I feel like things keep shifting though. Like with the job thing. I sort of thought I had that figured out. Okay, part of it is about the financials involved, but honestly, I just don't think I'd be happy doing that forever. There's not really a challenge. Not much to work towards, goal-wise. And I feel like it would be a complete shame not to put my writing skills (which are pretty great, I've got to say... modest, I know) to good use. I love writing, and that is one job where there is pretty much none of that to be done. And if there is, it's minimal. Mostly, I don't feel like it challenges my brain. For the most part, as someone already warned me, it's basically babysitting.

Anyway, back to the shifting stuff. The job view has shifted severely in the last couple of weeks. My time line for a lot of things has shifted. I'm considering maybe getting my MBA right away, or getting a degree in something else. As much as I say I'm over school, if I can't do something with what I've got, I need to find something else or find another field.
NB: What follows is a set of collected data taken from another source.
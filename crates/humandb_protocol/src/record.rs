//! Mapping between records and CBOR values.

use chrono::NaiveDateTime;
use humandb_codec::Value;
use humandb_core::{Car, Coordinates, HumanBeing, WeaponType, DATE_FORMAT};

use crate::error::{ProtocolError, ProtocolResult};

/// Typed read access to the fields of a decoded map.
///
/// Every accessor reports a missing or mistyped field as
/// [`ProtocolError::Decode`].
pub struct Fields<'a> {
    map: &'a Value,
    what: &'static str,
}

impl<'a> Fields<'a> {
    /// Wrap `value`, which must be a map. `what` names it in errors.
    pub fn new(value: &'a Value, what: &'static str) -> ProtocolResult<Self> {
        if value.as_map().is_none() {
            return Err(ProtocolError::decode(format!(
                "{what}: expected map, found {}",
                value.kind()
            )));
        }
        Ok(Self { map: value, what })
    }

    fn missing(&self, name: &str) -> ProtocolError {
        ProtocolError::decode(format!("{}: missing or invalid field {name:?}", self.what))
    }

    /// Field value; `Null` counts as present.
    pub fn get(&self, name: &str) -> ProtocolResult<&'a Value> {
        self.map.get(name).ok_or_else(|| self.missing(name))
    }

    /// Field value with `Null` mapped to `None`.
    pub fn optional(&self, name: &str) -> ProtocolResult<Option<&'a Value>> {
        let value = self.get(name)?;
        Ok((!value.is_null()).then_some(value))
    }

    /// Text field.
    pub fn text(&self, name: &str) -> ProtocolResult<&'a str> {
        self.get(name)?.as_text().ok_or_else(|| self.missing(name))
    }

    /// Integer field.
    pub fn int(&self, name: &str) -> ProtocolResult<i64> {
        self.get(name)?.as_integer().ok_or_else(|| self.missing(name))
    }

    /// Integer field that must fit in an `i32`.
    pub fn int32(&self, name: &str) -> ProtocolResult<i32> {
        i32::try_from(self.int(name)?).map_err(|_| self.missing(name))
    }

    /// Nullable `i32` field.
    pub fn optional_int32(&self, name: &str) -> ProtocolResult<Option<i32>> {
        match self.optional(name)? {
            None => Ok(None),
            Some(_) => self.int32(name).map(Some),
        }
    }

    fn float(&self, name: &str) -> ProtocolResult<f64> {
        self.get(name)?.as_float().ok_or_else(|| self.missing(name))
    }

    fn flag(&self, name: &str) -> ProtocolResult<bool> {
        self.get(name)?.as_bool().ok_or_else(|| self.missing(name))
    }
}

/// Convert a record to its wire value.
pub fn record_to_value(record: &HumanBeing) -> Value {
    Value::text_map([
        ("id", Value::from(record.id)),
        ("name", Value::from(record.name.as_str())),
        (
            "coordinates",
            Value::text_map([
                ("x", Value::Float(record.coordinates.x)),
                ("y", Value::Integer(record.coordinates.y)),
            ]),
        ),
        (
            "creation_date",
            Value::Text(record.creation_date.format(DATE_FORMAT).to_string()),
        ),
        ("real_hero", Value::Bool(record.real_hero)),
        ("has_toothpick", Value::Bool(record.has_toothpick)),
        ("impact_speed", Value::Integer(record.impact_speed)),
        ("soundtrack_name", Value::from(record.soundtrack_name.as_str())),
        ("minutes_of_waiting", Value::Float(record.minutes_of_waiting)),
        ("weapon_type", Value::from(record.weapon_type.as_str())),
        (
            "car",
            Value::text_map([
                ("name", Value::from(record.car.name.as_str())),
                ("cool", Value::Bool(record.car.cool)),
            ]),
        ),
    ])
}

/// Rebuild a record from its wire value.
///
/// # Errors
///
/// Returns [`ProtocolError::Decode`] if a field is missing or has the wrong
/// type.
pub fn record_from_value(value: &Value) -> ProtocolResult<HumanBeing> {
    let fields = Fields::new(value, "record")?;
    let coordinates = Fields::new(fields.get("coordinates")?, "coordinates")?;
    let car = Fields::new(fields.get("car")?, "car")?;

    let date = fields.text("creation_date")?;
    let creation_date = NaiveDateTime::parse_from_str(date, DATE_FORMAT)
        .map_err(|e| ProtocolError::decode(format!("record: bad creation_date {date:?}: {e}")))?;
    let weapon_type: WeaponType = fields
        .text("weapon_type")?
        .parse()
        .map_err(|e: humandb_core::CoreError| ProtocolError::decode(e.to_string()))?;

    Ok(HumanBeing {
        id: fields.int32("id")?,
        name: fields.text("name")?.to_string(),
        coordinates: Coordinates {
            x: coordinates.float("x")?,
            y: coordinates.int("y")?,
        },
        creation_date,
        real_hero: fields.flag("real_hero")?,
        has_toothpick: fields.flag("has_toothpick")?,
        impact_speed: fields.int("impact_speed")?,
        soundtrack_name: fields.text("soundtrack_name")?.to_string(),
        minutes_of_waiting: fields.float("minutes_of_waiting")?,
        weapon_type,
        car: Car {
            name: car.text("name")?.to_string(),
            cool: car.flag("cool")?,
        },
    })
}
And there's this other thing. Potential change in living arrangements. It wouldn't be for awhile yet, I don't really have a time frame on it. But it would be a positive shift for me, I think. Very. There's more to it than just a change of address, so it's something that needs to be thought about pretty seriously before I do anything though. But, as I said, it's not something that needs to be worried about right this second. I've got time. Although yes, this is part of the "a lot on my mind" that was at the beginning of this.

I do, however, have to go do homework and whatnot. So I'm going to put this very long (and probably boring) post to rest.